» DATA SHOWN:
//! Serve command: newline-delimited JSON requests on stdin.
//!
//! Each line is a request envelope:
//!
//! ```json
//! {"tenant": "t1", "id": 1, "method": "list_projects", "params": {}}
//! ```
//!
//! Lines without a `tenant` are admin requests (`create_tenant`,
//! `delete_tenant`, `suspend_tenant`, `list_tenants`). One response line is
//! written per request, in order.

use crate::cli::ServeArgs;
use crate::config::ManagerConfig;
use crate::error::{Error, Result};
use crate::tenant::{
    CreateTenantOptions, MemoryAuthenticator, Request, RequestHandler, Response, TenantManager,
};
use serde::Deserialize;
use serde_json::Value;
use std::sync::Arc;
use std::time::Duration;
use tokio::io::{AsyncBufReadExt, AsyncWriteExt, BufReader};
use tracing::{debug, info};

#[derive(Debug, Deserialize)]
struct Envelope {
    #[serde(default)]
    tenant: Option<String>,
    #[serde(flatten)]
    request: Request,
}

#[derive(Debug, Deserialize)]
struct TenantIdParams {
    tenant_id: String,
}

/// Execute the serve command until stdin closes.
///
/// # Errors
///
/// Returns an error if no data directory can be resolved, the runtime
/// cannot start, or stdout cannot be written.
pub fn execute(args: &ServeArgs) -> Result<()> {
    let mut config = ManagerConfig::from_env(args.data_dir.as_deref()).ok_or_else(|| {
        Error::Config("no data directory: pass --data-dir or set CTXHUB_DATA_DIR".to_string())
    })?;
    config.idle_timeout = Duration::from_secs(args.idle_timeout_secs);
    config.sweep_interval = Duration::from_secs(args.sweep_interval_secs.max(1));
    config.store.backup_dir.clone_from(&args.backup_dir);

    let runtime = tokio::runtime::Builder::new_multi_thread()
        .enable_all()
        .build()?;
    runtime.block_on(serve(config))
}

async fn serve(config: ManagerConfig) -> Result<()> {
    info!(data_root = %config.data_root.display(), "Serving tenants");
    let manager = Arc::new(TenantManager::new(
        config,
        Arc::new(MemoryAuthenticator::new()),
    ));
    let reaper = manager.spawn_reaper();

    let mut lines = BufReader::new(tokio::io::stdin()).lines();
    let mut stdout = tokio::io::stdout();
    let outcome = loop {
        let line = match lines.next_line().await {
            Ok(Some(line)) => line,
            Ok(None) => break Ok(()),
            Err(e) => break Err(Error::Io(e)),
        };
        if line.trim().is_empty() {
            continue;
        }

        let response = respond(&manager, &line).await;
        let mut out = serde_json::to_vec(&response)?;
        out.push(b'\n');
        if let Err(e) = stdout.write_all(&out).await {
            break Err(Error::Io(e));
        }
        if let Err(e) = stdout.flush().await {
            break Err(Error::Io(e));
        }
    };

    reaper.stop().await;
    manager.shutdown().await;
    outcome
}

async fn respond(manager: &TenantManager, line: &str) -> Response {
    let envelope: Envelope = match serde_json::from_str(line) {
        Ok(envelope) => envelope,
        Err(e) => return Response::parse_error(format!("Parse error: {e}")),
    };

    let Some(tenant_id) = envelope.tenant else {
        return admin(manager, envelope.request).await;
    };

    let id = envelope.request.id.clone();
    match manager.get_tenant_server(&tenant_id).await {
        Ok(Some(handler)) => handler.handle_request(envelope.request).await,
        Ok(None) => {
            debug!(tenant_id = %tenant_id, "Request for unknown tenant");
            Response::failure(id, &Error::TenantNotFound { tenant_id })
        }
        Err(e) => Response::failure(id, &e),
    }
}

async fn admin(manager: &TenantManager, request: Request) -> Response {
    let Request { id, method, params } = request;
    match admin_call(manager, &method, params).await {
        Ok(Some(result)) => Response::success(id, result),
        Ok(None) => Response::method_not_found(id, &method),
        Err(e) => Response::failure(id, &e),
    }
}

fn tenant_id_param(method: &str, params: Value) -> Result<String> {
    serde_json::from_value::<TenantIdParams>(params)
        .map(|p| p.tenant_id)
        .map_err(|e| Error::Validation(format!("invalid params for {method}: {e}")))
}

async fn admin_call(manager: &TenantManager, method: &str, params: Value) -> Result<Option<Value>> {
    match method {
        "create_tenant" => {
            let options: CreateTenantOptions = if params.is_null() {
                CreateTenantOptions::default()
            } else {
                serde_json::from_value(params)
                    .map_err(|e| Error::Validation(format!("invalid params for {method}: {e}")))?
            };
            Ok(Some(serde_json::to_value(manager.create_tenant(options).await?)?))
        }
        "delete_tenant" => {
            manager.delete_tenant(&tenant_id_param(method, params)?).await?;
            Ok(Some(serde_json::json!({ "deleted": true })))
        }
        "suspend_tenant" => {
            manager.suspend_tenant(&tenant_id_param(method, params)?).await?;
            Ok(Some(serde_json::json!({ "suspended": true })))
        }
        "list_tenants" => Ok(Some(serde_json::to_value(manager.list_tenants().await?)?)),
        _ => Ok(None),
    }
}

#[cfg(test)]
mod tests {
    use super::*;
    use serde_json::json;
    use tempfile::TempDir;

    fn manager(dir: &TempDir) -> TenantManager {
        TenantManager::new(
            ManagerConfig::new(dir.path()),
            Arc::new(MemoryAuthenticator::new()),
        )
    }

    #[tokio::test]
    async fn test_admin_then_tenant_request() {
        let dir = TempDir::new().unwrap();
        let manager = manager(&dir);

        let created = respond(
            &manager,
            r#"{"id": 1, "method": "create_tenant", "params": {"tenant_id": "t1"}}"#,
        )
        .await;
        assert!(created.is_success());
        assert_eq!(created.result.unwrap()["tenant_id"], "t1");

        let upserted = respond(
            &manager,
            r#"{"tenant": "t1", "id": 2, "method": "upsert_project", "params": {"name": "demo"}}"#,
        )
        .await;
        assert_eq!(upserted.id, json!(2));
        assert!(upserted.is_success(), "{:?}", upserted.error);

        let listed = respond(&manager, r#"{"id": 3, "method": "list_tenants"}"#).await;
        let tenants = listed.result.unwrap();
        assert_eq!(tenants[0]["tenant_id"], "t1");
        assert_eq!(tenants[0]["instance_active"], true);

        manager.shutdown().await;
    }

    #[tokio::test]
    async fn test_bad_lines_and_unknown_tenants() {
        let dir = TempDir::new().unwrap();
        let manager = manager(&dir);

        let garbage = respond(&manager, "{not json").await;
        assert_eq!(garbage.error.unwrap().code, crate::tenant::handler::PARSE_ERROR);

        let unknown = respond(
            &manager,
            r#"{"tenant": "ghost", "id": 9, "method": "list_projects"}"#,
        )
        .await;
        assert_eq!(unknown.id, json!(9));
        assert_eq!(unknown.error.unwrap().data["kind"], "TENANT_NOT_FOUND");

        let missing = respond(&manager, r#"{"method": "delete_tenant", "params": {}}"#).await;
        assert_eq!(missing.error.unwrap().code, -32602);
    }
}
...
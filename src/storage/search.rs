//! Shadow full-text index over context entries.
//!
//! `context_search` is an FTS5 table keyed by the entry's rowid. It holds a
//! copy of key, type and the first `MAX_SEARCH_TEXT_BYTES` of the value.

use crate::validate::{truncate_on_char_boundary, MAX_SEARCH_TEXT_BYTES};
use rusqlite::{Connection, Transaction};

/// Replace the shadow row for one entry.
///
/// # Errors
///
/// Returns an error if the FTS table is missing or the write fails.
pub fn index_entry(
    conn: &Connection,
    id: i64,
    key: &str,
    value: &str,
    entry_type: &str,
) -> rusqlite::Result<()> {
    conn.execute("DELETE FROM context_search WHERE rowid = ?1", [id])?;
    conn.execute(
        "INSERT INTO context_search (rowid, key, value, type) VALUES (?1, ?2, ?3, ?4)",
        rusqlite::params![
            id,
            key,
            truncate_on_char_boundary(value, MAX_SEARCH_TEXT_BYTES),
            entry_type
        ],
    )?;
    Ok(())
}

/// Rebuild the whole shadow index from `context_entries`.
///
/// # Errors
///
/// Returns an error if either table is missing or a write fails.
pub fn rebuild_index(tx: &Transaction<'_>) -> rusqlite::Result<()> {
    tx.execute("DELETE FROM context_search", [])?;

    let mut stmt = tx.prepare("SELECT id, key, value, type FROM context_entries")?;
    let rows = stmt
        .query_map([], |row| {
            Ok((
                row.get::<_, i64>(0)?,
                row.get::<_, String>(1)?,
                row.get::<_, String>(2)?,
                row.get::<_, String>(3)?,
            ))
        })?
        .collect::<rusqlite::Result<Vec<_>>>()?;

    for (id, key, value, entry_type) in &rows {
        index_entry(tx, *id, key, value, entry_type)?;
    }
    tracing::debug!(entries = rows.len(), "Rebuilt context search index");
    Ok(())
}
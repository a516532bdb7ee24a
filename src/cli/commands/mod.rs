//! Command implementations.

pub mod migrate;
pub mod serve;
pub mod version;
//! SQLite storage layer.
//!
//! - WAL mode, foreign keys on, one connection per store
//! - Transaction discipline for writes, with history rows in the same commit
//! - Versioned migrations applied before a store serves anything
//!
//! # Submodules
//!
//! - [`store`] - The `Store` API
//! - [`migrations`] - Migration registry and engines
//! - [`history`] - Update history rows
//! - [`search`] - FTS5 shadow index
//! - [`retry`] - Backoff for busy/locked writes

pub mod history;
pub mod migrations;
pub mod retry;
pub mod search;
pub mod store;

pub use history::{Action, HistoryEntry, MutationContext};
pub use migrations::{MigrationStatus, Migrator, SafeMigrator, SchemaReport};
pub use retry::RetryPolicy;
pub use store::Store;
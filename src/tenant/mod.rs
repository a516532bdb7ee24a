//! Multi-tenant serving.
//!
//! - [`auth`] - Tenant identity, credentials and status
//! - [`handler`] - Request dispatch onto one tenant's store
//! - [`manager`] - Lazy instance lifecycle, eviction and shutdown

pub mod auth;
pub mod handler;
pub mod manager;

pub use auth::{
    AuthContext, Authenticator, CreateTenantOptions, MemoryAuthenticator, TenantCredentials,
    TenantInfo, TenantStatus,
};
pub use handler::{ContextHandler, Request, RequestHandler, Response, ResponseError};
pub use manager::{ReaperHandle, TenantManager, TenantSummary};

» WHAT IS BEING ASKED: Work through the listing above and report how many lines include the string "history", with no other text.

» PROBLEM SOLUTION: 4